The point is that the contemporary movements are original, and should not be reduced to models from earlier periods. To illustrate this distance from the ideas of the 1960s and 70s, we can look more closely at the strategy/tactics distinction, as developed by Michel de Certeau. He describes strategic actors as having a "proper" place from which they can analyze and manage exterior objects conceived as targets or threats. By contrast, he says, the dominated have no place to call their own and must operate by ruse and subterfuge within the grid of the opponent's strategy. This is the condition of the working classes, the colonized and the excluded, but for De Certeau it also becomes the archetypal plight of the marginalized individual: "Increasingly constrained, yet less and less concerned with these vast frameworks, the individual detaches himself from them without being able to escape them and can henceforth only try to outwit them, to pull tricks on them, to rediscover, within an electronicized and computerized megalopolis, the 'art' of the hunters and rural folk of earlier days. The fragmentation of the social fabric today lends a political dimension to the problem of the subject." [6] Here, it seems, lies the connection with tactical media.

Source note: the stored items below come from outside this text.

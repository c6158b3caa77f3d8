//! Layered configuration loading.
//!
//! Layers apply in order, later ones overriding earlier ones:
//! 1. built-in defaults
//! 2. a TOML or JSON file (or string)
//! 3. environment variables `PREFIX__SECTION__KEY`
//!
//! A `.env` file, if requested, is loaded into the process environment
//! before the overrides are read.

use std::collections::HashMap;
use std::env;
use std::fs;
use std::path::Path;
use std::str::FromStr;

use crate::{ConfigError, LogFormat, RivetConfig};

/// Default prefix for environment overrides.
pub const DEFAULT_ENV_PREFIX: &str = "RIVET";

/// Configuration loader.
///
/// # Example
///
/// ```no_run
/// use rivet_config::ConfigLoader;
///
/// # fn main() -> Result<(), rivet_config::ConfigError> {
/// let config = ConfigLoader::new()
///     .with_optional_file("rivet.toml")?
///     .with_env_prefix("RIVET")
///     .load()?;
/// println!("listening on {}:{}", config.server.host, config.server.port);
/// # Ok(())
/// # }
/// ```
#[derive(Debug)]
pub struct ConfigLoader {
    config: RivetConfig,
    env_prefix: Option<String>,
}

impl Default for ConfigLoader {
    fn default() -> Self {
        Self::new()
    }
}

impl ConfigLoader {
    /// Starts from [`RivetConfig::default`].
    #[must_use]
    pub fn new() -> Self {
        Self {
            config: RivetConfig::default(),
            env_prefix: None,
        }
    }

    /// Starts from [`RivetConfig::development`].
    #[must_use]
    pub fn with_development(mut self) -> Self {
        self.config = RivetConfig::development();
        self
    }

    /// Starts from [`RivetConfig::production`].
    #[must_use]
    pub fn with_production(mut self) -> Self {
        self.config = RivetConfig::production();
        self
    }

    /// Loads a `.toml` or `.json` file. The extension picks the format.
    ///
    /// # Errors
    ///
    /// Fails if the file is missing, unreadable, malformed or names an
    /// unknown field.
    pub fn with_file<P: AsRef<Path>>(mut self, path: P) -> Result<Self, ConfigError> {
        let path = path.as_ref();
        if !path.exists() {
            return Err(ConfigError::file_not_found(path));
        }
        let content = fs::read_to_string(path).map_err(|e| ConfigError::read_error(path, e))?;

        let format = path
            .extension()
            .and_then(|e| e.to_str())
            .map(str::to_lowercase)
            .ok_or_else(|| ConfigError::UnsupportedFormat(path.display().to_string()))?;
        self.config = Self::parse(&content, &format)?;
        Ok(self)
    }

    /// Like [`with_file`](Self::with_file), but a missing file is skipped.
    ///
    /// # Errors
    ///
    /// Fails if the file exists but cannot be loaded.
    pub fn with_optional_file<P: AsRef<Path>>(self, path: P) -> Result<Self, ConfigError> {
        if path.as_ref().exists() {
            self.with_file(path)
        } else {
            Ok(self)
        }
    }

    /// Loads configuration from a string in `"toml"` or `"json"` format.
    ///
    /// ```
    /// use rivet_config::ConfigLoader;
    ///
    /// let config = ConfigLoader::new()
    ///     .with_string("[pools]\nrequest = 32", "toml")
    ///     .unwrap()
    ///     .load()
    ///     .unwrap();
    /// assert_eq!(config.pools.request, 32);
    /// ```
    ///
    /// # Errors
    ///
    /// Fails on malformed content or an unsupported format.
    pub fn with_string(mut self, content: &str, format: &str) -> Result<Self, ConfigError> {
        self.config = Self::parse(content, &format.to_lowercase())?;
        Ok(self)
    }

    /// Reads overrides from variables named `PREFIX__SECTION__KEY`.
    #[must_use]
    pub fn with_env_prefix(mut self, prefix: &str) -> Self {
        self.env_prefix = Some(prefix.to_uppercase());
        self
    }

    /// Loads `.env` from the working directory, if there is one.
    ///
    /// # Errors
    ///
    /// Fails if the file exists but cannot be parsed.
    pub fn with_dotenv(self) -> Result<Self, ConfigError> {
        match dotenvy::dotenv() {
            Ok(_) => Ok(self),
            Err(e) if e.not_found() => Ok(self),
            Err(e) => Err(e.into()),
        }
    }

    /// Applies environment overrides and validates.
    ///
    /// # Errors
    ///
    /// Fails if an override cannot be parsed or validation fails.
    pub fn load(mut self) -> Result<RivetConfig, ConfigError> {
        if let Some(prefix) = self.env_prefix.take() {
            let vars: HashMap<String, String> = env::vars()
                .filter(|(key, _)| key.starts_with(&prefix))
                .collect();
            self.apply_env_overrides(&prefix, &vars)?;
        }
        self.config.validate()?;
        Ok(self.config)
    }

    /// Returns the configuration without overrides or validation.
    #[must_use]
    pub fn load_unvalidated(self) -> RivetConfig {
        self.config
    }

    fn parse(content: &str, format: &str) -> Result<RivetConfig, ConfigError> {
        match format {
            "toml" => Ok(toml::from_str(content)?),
            "json" => Ok(serde_json::from_str(content)?),
            other => Err(ConfigError::UnsupportedFormat(other.to_string())),
        }
    }

    fn apply_env_overrides(
        &mut self,
        prefix: &str,
        vars: &HashMap<String, String>,
    ) -> Result<(), ConfigError> {
        for (key, value) in vars {
            self.apply_env_var(key, value, prefix)?;
        }
        Ok(())
    }

    fn apply_env_var(&mut self, key: &str, value: &str, prefix: &str) -> Result<(), ConfigError> {
        let Some(path) = key.strip_prefix(prefix).and_then(|k| k.strip_prefix("__")) else {
            return Ok(());
        };
        let parts: Vec<&str> = path.split("__").collect();
        let config = &mut self.config;

        match parts.as_slice() {
            ["SERVER", "HOST"] => config.server.host = value.to_string(),
            ["SERVER", "PORT"] => config.server.port = parse_num(key, value)?,
            ["SERVER", "IDLE_POLL_INTERVAL_MS"] => {
                config.server.idle_poll_interval_ms = parse_num(key, value)?;
            }

            ["POOLS", "REQUEST"] => config.pools.request = parse_num(key, value)?,
            ["POOLS", "RESPONSE"] => config.pools.response = parse_num(key, value)?,
            ["POOLS", "WEBSOCKET"] => config.pools.websocket = parse_num(key, value)?,

            ["WEBSOCKET", "COMPRESSION"] => config.websocket.compression = flag(key, value)?,
            ["WEBSOCKET", "MAX_PAYLOAD_LENGTH"] => {
                config.websocket.max_payload_length = parse_num(key, value)?;
            }
            ["WEBSOCKET", "IDLE_TIMEOUT_SECS"] => {
                config.websocket.idle_timeout_secs = parse_num(key, value)?;
            }
            ["WEBSOCKET", "MAX_BACKPRESSURE"] => {
                config.websocket.max_backpressure = parse_num(key, value)?;
            }
            ["WEBSOCKET", "CLOSE_ON_BACKPRESSURE_LIMIT"] => {
                config.websocket.close_on_backpressure_limit = flag(key, value)?;
            }
            ["WEBSOCKET", "RESET_IDLE_TIMEOUT_ON_SEND"] => {
                config.websocket.reset_idle_timeout_on_send = flag(key, value)?;
            }
            ["WEBSOCKET", "SEND_PINGS_AUTOMATICALLY"] => {
                config.websocket.send_pings_automatically = flag(key, value)?;
            }
            ["WEBSOCKET", "MAX_LIFETIME_MINUTES"] => {
                config.websocket.max_lifetime_minutes = parse_num(key, value)?;
            }

            ["LOGGING", "ENABLED"] => config.logging.enabled = flag(key, value)?,
            ["LOGGING", "LEVEL"] => config.logging.level = value.to_string(),
            ["LOGGING", "FORMAT"] => {
                config.logging.format = match value.to_lowercase().as_str() {
                    "json" => LogFormat::Json,
                    "pretty" => LogFormat::Pretty,
                    _ => return Err(ConfigError::env_parse_error(key, "expected 'json' or 'pretty'")),
                };
            }

            _ => {}
        }
        Ok(())
    }
}

fn parse_num<T: FromStr>(key: &str, value: &str) -> Result<T, ConfigError> {
    value
        .trim()
        .parse()
        .map_err(|_| ConfigError::env_parse_error(key, "expected integer"))
}

fn flag(key: &str, value: &str) -> Result<bool, ConfigError> {
    parse_bool(value).ok_or_else(|| ConfigError::env_parse_error(key, "expected boolean"))
}

fn parse_bool(s: &str) -> Option<bool> {
    match s.to_lowercase().as_str() {
        "true" | "1" | "yes" | "on" => Some(true),
        "false" | "0" | "no" | "off" => Some(false),
        _ => None,
    }
}

#[cfg(test)]
mod tests {
    use super::*;
    use std::io::Write;

    fn overrides(pairs: &[(&str, &str)]) -> HashMap<String, String> {
        pairs
            .iter()
            .map(|(k, v)| ((*k).to_string(), (*v).to_string()))
            .collect()
    }

    #[test]
    fn test_loader_defaults() {
        let config = ConfigLoader::new().load().unwrap();
        assert_eq!(config, RivetConfig::default());
    }

    #[test]
    fn test_loader_with_string_json() {
        let json = r#"{"server": {"port": 9001}, "websocket": {"idle_timeout_secs": 30}}"#;
        let config = ConfigLoader::new()
            .with_string(json, "json")
            .unwrap()
            .load()
            .unwrap();
        assert_eq!(config.server.port, 9001);
        assert_eq!(config.websocket.idle_timeout_secs, 30);
        assert_eq!(config.websocket.max_backpressure, 64 * 1024);
    }

    #[test]
    fn test_loader_rejects_unknown_format() {
        let result = ConfigLoader::new().with_string("port: 1", "yaml");
        assert!(matches!(result, Err(ConfigError::UnsupportedFormat(_))));
    }

    #[test]
    fn test_loader_rejects_unknown_section() {
        let result = ConfigLoader::new().with_string("[authorization]\nenabled = true", "toml");
        assert!(matches!(result, Err(ConfigError::TomlError(_))));
    }

    #[test]
    fn test_loader_with_file() {
        let mut file = tempfile::Builder::new().suffix(".toml").tempfile().unwrap();
        writeln!(file, "[server]\nhost = \"127.0.0.1\"\nport = 3000\n\n[pools]\nresponse = 8").unwrap();

        let config = ConfigLoader::new().with_file(file.path()).unwrap().load().unwrap();
        assert_eq!(config.server.host, "127.0.0.1");
        assert_eq!(config.server.port, 3000);
        assert_eq!(config.pools.response, 8);
        assert_eq!(config.pools.request, 0);
    }

    #[test]
    fn test_loader_with_file_not_found() {
        let result = ConfigLoader::new().with_file("/nonexistent/rivet.toml");
        assert!(matches!(result, Err(ConfigError::FileNotFound { .. })));
    }

    #[test]
    fn test_loader_with_optional_file_not_found() {
        let config = ConfigLoader::new()
            .with_optional_file("/nonexistent/rivet.toml")
            .unwrap()
            .load()
            .unwrap();
        assert_eq!(config.server.port, 8000);
    }

    #[test]
    fn test_env_overrides() {
        let mut loader = ConfigLoader::new();
        let vars = overrides(&[
            ("TEST__SERVER__PORT", "4000"),
            ("TEST__POOLS__WEBSOCKET", "16"),
            ("TEST__WEBSOCKET__COMPRESSION", "on"),
            ("TEST__LOGGING__FORMAT", "pretty"),
            ("TEST__UNKNOWN__KEY", "ignored"),
        ]);
        loader.apply_env_overrides("TEST", &vars).unwrap();

        let config = loader.load_unvalidated();
        assert_eq!(config.server.port, 4000);
        assert_eq!(config.pools.websocket, 16);
        assert!(config.websocket.compression);
        assert_eq!(config.logging.format, LogFormat::Pretty);
    }

    #[test]
    fn test_env_override_invalid_number() {
        let mut loader = ConfigLoader::new();
        let result = loader.apply_env_var("TEST__SERVER__PORT", "eighty", "TEST");
        assert!(matches!(result, Err(ConfigError::EnvParseError { .. })));

        let result = loader.apply_env_var("TEST__SERVER__PORT", "70000", "TEST");
        assert!(result.is_err());
    }

    #[test]
    fn test_env_override_invalid_bool() {
        let mut loader = ConfigLoader::new();
        let result = loader.apply_env_var("TEST__LOGGING__ENABLED", "maybe", "TEST");
        assert!(result.is_err());
    }

    #[test]
    fn test_parse_bool() {
        assert_eq!(parse_bool("TRUE"), Some(true));
        assert_eq!(parse_bool("1"), Some(true));
        assert_eq!(parse_bool("off"), Some(false));
        assert_eq!(parse_bool(""), None);
    }
}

The Practice of Everyday Life delves into premodern registers, in search of styles of sociability that are irreducible, invisible, untotalizable. The idea is to discover a wandering, unfocused consumer usage as the multiple, unquantifiable other of an instrumental, goal-oriented rationality. Subjective errancy becomes a politics of difference, which can be expressed even amid the standardized environments of consumption. But a kind of nightmare inhabits this dream: the fear that even tactics will become random, indifferent and indistinct, as they extend throughout a strategic system whose corrosive force has at once liberated them from their traditional limits, and colonized everything with its rational calculations:

"Because of this, the "strategic" model is also transformed, as if defeated by its own success: it was based on the definition of a "proper" distinct from everything else; but now that "proper" has become the whole. It could be that, little by little, it will exhaust its capacity to transform itself and constitute only the space (just as totalitarian as the cosmos of ancient times) in which a cybernetic society will arise, the scene of the Brownian movements of invisible and innumerable tactics. One would thus have a proliferation of aleatory and indeterminable manipulations within an immense framework of socioeconomic constraints and securities: myriads of almost invisible movements, playing on the more and more refined texture of a place that is even, continuous, and constitutes a proper place for all people." [7]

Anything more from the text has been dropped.